* _How to complete this task_:
Among the entries that follow, count the lines with the word "crates" and report the number by itself.

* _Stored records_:
# # #

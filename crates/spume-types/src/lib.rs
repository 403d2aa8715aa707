//! # spume-types
//!
//! Shared vocabulary for the Spume collision core: scalar and vector
//! aliases, index newtypes, the body-kind table, errors, and constants.
//! No collision logic lives here.

pub mod constants;
pub mod error;
pub mod ids;
pub mod kind;
pub mod scalar;

// Re-export glam's 2D vector as the canonical math type for Spume.
pub use glam::Vec2;

pub use error::{SpumeError, SpumeResult};
pub use ids::{BodyIndex, TickIndex};
pub use kind::{BodyKind, BodyTraits};
pub use scalar::Scalar;
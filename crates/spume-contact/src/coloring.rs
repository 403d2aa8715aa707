//! Conflict-free grouping of candidate pairs.
//!
//! Two pairs conflict when they name a common body index: applying
//! their corrections in parallel could touch the same columns. Greedy
//! coloring assigns every pair the lowest class whose pairs share no
//! body with it, so each class can be resolved from one arena snapshot
//! and applied without interference.

use crate::broad::CandidatePair;

/// Candidate-pair coloring for batched conflict-free resolution.
///
/// Instead of materializing the pair-conflict graph, the coloring keeps
/// one `u64` bitmask per body recording which classes already touch it;
/// a pair's class is the first bit clear in the union of its two
/// endpoint masks. A cluster dense enough to need more than 64 classes
/// overflows into the last class, which may then share bodies and
/// degrades to the same bounded overcorrection as the accumulate path.
pub struct PairColoring;

impl PairColoring {
    /// Partitions `pairs` into conflict-free classes.
    ///
    /// Returns `(grouped, offsets)`: `grouped` holds the same pairs
    /// reordered so each class is one contiguous run, and `offsets[c]..
    /// offsets[c + 1]` is the range of class `c`.
    pub fn color_pairs(
        pairs: &[CandidatePair],
        body_count: usize,
    ) -> (Vec<CandidatePair>, Vec<usize>) {
        if pairs.is_empty() {
            return (Vec::new(), vec![0]);
        }

        let mut body_mask: Vec<u64> = vec![0; body_count];
        let mut pair_class: Vec<u8> = Vec::with_capacity(pairs.len());
        let mut class_sizes: Vec<usize> = Vec::new();

        for pair in pairs {
            let used = body_mask[pair.a as usize] | body_mask[pair.b as usize];
            let class = (!used).trailing_zeros().min(63) as usize;

            let bit = 1u64 << class;
            body_mask[pair.a as usize] |= bit;
            body_mask[pair.b as usize] |= bit;

            if class >= class_sizes.len() {
                class_sizes.resize(class + 1, 0);
            }
            class_sizes[class] += 1;
            pair_class.push(class as u8);
        }

        // Prefix-sum the class sizes into start offsets, then scatter
        // each pair into its class slot.
        let mut offsets = Vec::with_capacity(class_sizes.len() + 1);
        let mut running = 0;
        offsets.push(0);
        for &size in &class_sizes {
            running += size;
            offsets.push(running);
        }

        let mut cursor: Vec<usize> = offsets[..class_sizes.len()].to_vec();
        let mut grouped = vec![CandidatePair { a: 0, b: 0 }; pairs.len()];
        for (pair, &class) in pairs.iter().zip(pair_class.iter()) {
            let slot = cursor[class as usize];
            grouped[slot] = *pair;
            cursor[class as usize] += 1;
        }

        (grouped, offsets)
    }
}
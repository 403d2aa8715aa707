//! Index newtypes.
//!
//! Wrapping the raw integers keeps body indices from being confused
//! with tick counters or buffer offsets at call sites.

use serde::{Deserialize, Serialize};

/// Index into a body collection's column arrays.
///
/// Indices are collection-local: a `BodyIndex` obtained from the bubble
/// arena must not be used to address the agent arena.
#[derive(Debug, Clone, Copy, PartialEq, Eq, PartialOrd, Ord, Hash, Serialize, Deserialize)]
pub struct BodyIndex(pub u32);

/// Monotonic simulation tick counter.
#[derive(Debug, Clone, Copy, PartialEq, Eq, PartialOrd, Ord, Hash, Serialize, Deserialize)]
pub struct TickIndex(pub u64);

impl BodyIndex {
    /// The raw index, widened for column addressing.
    #[inline]
    pub fn index(self) -> usize {
        self.0 as usize
    }
}

impl TickIndex {
    /// The tick before any simulation has run.
    pub const ZERO: Self = Self(0);

    /// Returns the tick that follows this one.
    #[inline]
    pub fn next(self) -> Self {
        Self(self.0 + 1)
    }
}

impl From<u32> for BodyIndex {
    fn from(val: u32) -> Self {
        Self(val)
    }
}

impl From<u64> for TickIndex {
    fn from(val: u64) -> Self {
        Self(val)
    }
}
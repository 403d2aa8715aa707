//! # spume-telemetry
//!
//! Event bus for collision telemetry. Emits structured events
//! (timing, candidate counts, contacts, energy) that can be consumed
//! by pluggable sinks (tracing, log files, in-memory capture).

pub mod bus;
pub mod events;
pub mod sinks;

pub use bus::EventBus;
pub use events::TickEvent;
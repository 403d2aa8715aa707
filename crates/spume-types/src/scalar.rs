//! Scalar type alias for the collision core.
//!
//! Using `f32` to keep body arrays compact — at tens of thousands of
//! bodies per tick, halving the footprint of every position/velocity
//! column matters more than the extra precision of `f64`.

/// The floating-point type used throughout the collision core.
///
/// Set to `f32` for cache density at scale. Change to `f64` for
/// double-precision validation runs.
pub type Scalar = f32;
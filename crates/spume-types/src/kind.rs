//! Closed set of body kinds and their collision traits.
//!
//! Kind-specific behavior (how heavy a body is, whether it can be pushed)
//! lives entirely in the [`BodyTraits`] table. The narrow-phase resolver
//! and the dispatcher never branch on kind — they see mass factors and
//! nothing else.

use serde::{Deserialize, Serialize};

use crate::constants::VOLATILE_MASS_SCALE;
use crate::scalar::Scalar;

/// Every kind of circular body the simulation collides.
#[derive(Debug, Clone, Copy, PartialEq, Eq, Hash, Serialize, Deserialize)]
pub enum BodyKind {
    /// Standard drifting bubble. The dominant population.
    Bubble,
    /// Explosive bubble. Same size as a standard bubble, five times
    /// heavier, so it plows through clusters rather than bouncing off.
    Volatile,
    /// Player- or AI-steered actor body.
    Agent,
    /// The unique homing agent. At most one exists per world; the world
    /// caches its index each tick so passes can find it without scanning.
    Beacon,
    /// Fixed level geometry. Never moves, always pushes.
    Obstacle,
}

/// Per-kind collision data: how the narrow phase should weigh a body
/// and whether the world may move it at all.
#[derive(Debug, Clone, Copy, PartialEq, Serialize, Deserialize)]
pub struct BodyTraits {
    /// Mass relative to a standard bubble. `0` means immovable.
    pub mass_factor: Scalar,
    /// Default radius for bodies spawned as this kind.
    pub radius: Scalar,
    /// Whether collision response may displace this body.
    pub relocatable: bool,
}

impl BodyKind {
    /// All kinds, in declaration order.
    pub const ALL: [BodyKind; 5] = [
        BodyKind::Bubble,
        BodyKind::Volatile,
        BodyKind::Agent,
        BodyKind::Beacon,
        BodyKind::Obstacle,
    ];

    /// Returns the collision traits for this kind.
    pub const fn traits(self) -> BodyTraits {
        match self {
            BodyKind::Bubble => BodyTraits {
                mass_factor: 1.0,
                radius: 8.0,
                relocatable: true,
            },
            BodyKind::Volatile => BodyTraits {
                mass_factor: VOLATILE_MASS_SCALE,
                radius: 8.0,
                relocatable: true,
            },
            BodyKind::Agent => BodyTraits {
                mass_factor: 4.0,
                radius: 24.0,
                relocatable: true,
            },
            BodyKind::Beacon => BodyTraits {
                mass_factor: 4.0,
                radius: 24.0,
                relocatable: true,
            },
            BodyKind::Obstacle => BodyTraits {
                mass_factor: 0.0,
                radius: 40.0,
                relocatable: false,
            },
        }
    }

    /// Stable lowercase name, used in telemetry payloads and CLI output.
    pub const fn name(self) -> &'static str {
        match self {
            BodyKind::Bubble => "bubble",
            BodyKind::Volatile => "volatile",
            BodyKind::Agent => "agent",
            BodyKind::Beacon => "beacon",
            BodyKind::Obstacle => "obstacle",
        }
    }

    /// Mass factor from the traits table.
    #[inline]
    pub const fn mass_factor(self) -> Scalar {
        self.traits().mass_factor
    }

    /// Inverse mass derived from the traits table. Zero for immovable kinds.
    #[inline]
    pub fn inverse_mass(self) -> Scalar {
        let factor = self.mass_factor();
        if factor <= 0.0 {
            0.0
        } else {
            1.0 / factor
        }
    }
}
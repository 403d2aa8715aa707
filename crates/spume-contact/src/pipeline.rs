//! Per-tick orchestration of the three collision passes.
//!
//! The pipeline owns the broad-phase index, the worker pool, and the
//! write-back scratch; the driver owns the world and calls
//! [`CollisionPipeline::step`] once per tick.

use std::time::{Duration, Instant};

use spume_types::{Scalar, SpumeResult, TickIndex};
use spume_world::World;

use crate::broad::SweepIndex;
use crate::config::{PipelineConfig, WriteBack};
use crate::delta::DeltaBuffer;
use crate::dispatch::{default_worker_count, WorkerPool};
use crate::narrow::CollisionOutcome;
use crate::passes::{
    agent_agent_pass, agent_obstacle_pass, bubble_pass_accumulate, bubble_pass_colored,
};

/// Counters and timing from one pipeline step.
#[derive(Debug, Clone, Copy)]
pub struct TickReport {
    /// Tick this report describes.
    pub tick: TickIndex,
    /// Timestep actually used, after clamping.
    pub dt: Scalar,
    /// Broad-phase candidate pairs for the bubble pass.
    pub bubble_candidates: u32,
    /// Bubble pairs that truly overlapped and were resolved.
    pub bubble_contacts: u32,
    /// Color classes used by the bubble pass (1 in accumulate mode).
    pub bubble_batches: u32,
    /// Agent↔agent contacts resolved.
    pub agent_contacts: u32,
    /// Agent↔obstacle contacts resolved.
    pub obstacle_contacts: u32,
    /// Wall time for the whole step.
    pub elapsed: Duration,
}

/// The collision core's per-tick entry point.
///
/// Created once at process start; buffers are cleared, never
/// reallocated, between ticks.
pub struct CollisionPipeline {
    config: PipelineConfig,
    index: SweepIndex,
    pool: WorkerPool,
    scratch: Vec<DeltaBuffer>,
    outcomes: Vec<Option<CollisionOutcome>>,
}

impl CollisionPipeline {
    /// Builds a pipeline from a validated configuration.
    pub fn new(config: PipelineConfig) -> SpumeResult<Self> {
        config.validate()?;
        let workers = config.worker_threads.unwrap_or_else(default_worker_count);
        let pool = WorkerPool::with_workers(workers)?;
        let scratch = (0..pool.workers()).map(|_| DeltaBuffer::new()).collect();
        Ok(Self {
            index: SweepIndex::with_capacity(config.expected_bubbles),
            pool,
            scratch,
            outcomes: Vec::new(),
            config,
        })
    }

    /// Builds a pipeline with the default configuration.
    pub fn with_defaults() -> SpumeResult<Self> {
        Self::new(PipelineConfig::default())
    }

    /// The active configuration.
    pub fn config(&self) -> &PipelineConfig {
        &self.config
    }

    /// Worker threads in the pool.
    pub fn workers(&self) -> usize {
        self.pool.workers()
    }

    /// Runs one collision tick: refresh world caches, bubble↔bubble
    /// through the broad phase and the pool, then the two direct agent
    /// passes. The frame time is clamped to `max_dt` first.
    pub fn step(&mut self, world: &mut World, dt: Scalar) -> TickReport {
        let start = Instant::now();
        let dt = dt.clamp(0.0, self.config.max_dt);

        world.begin_tick(dt);

        let bubble = match self.config.write_back {
            WriteBack::Accumulate => bubble_pass_accumulate(
                &mut world.bubbles,
                &mut self.index,
                &self.pool,
                &mut self.scratch,
                dt,
            ),
            WriteBack::ColorClasses => bubble_pass_colored(
                &mut world.bubbles,
                &mut self.index,
                &self.pool,
                &mut self.outcomes,
                dt,
            ),
        };

        let agent_contacts = agent_agent_pass(world, dt);
        let obstacle_contacts = agent_obstacle_pass(world, dt);

        TickReport {
            tick: world.tick,
            dt,
            bubble_candidates: bubble.candidates,
            bubble_contacts: bubble.resolved,
            bubble_batches: bubble.batches,
            agent_contacts,
            obstacle_contacts,
            elapsed: start.elapsed(),
        }
    }
}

# # #

* _Task answer_:
5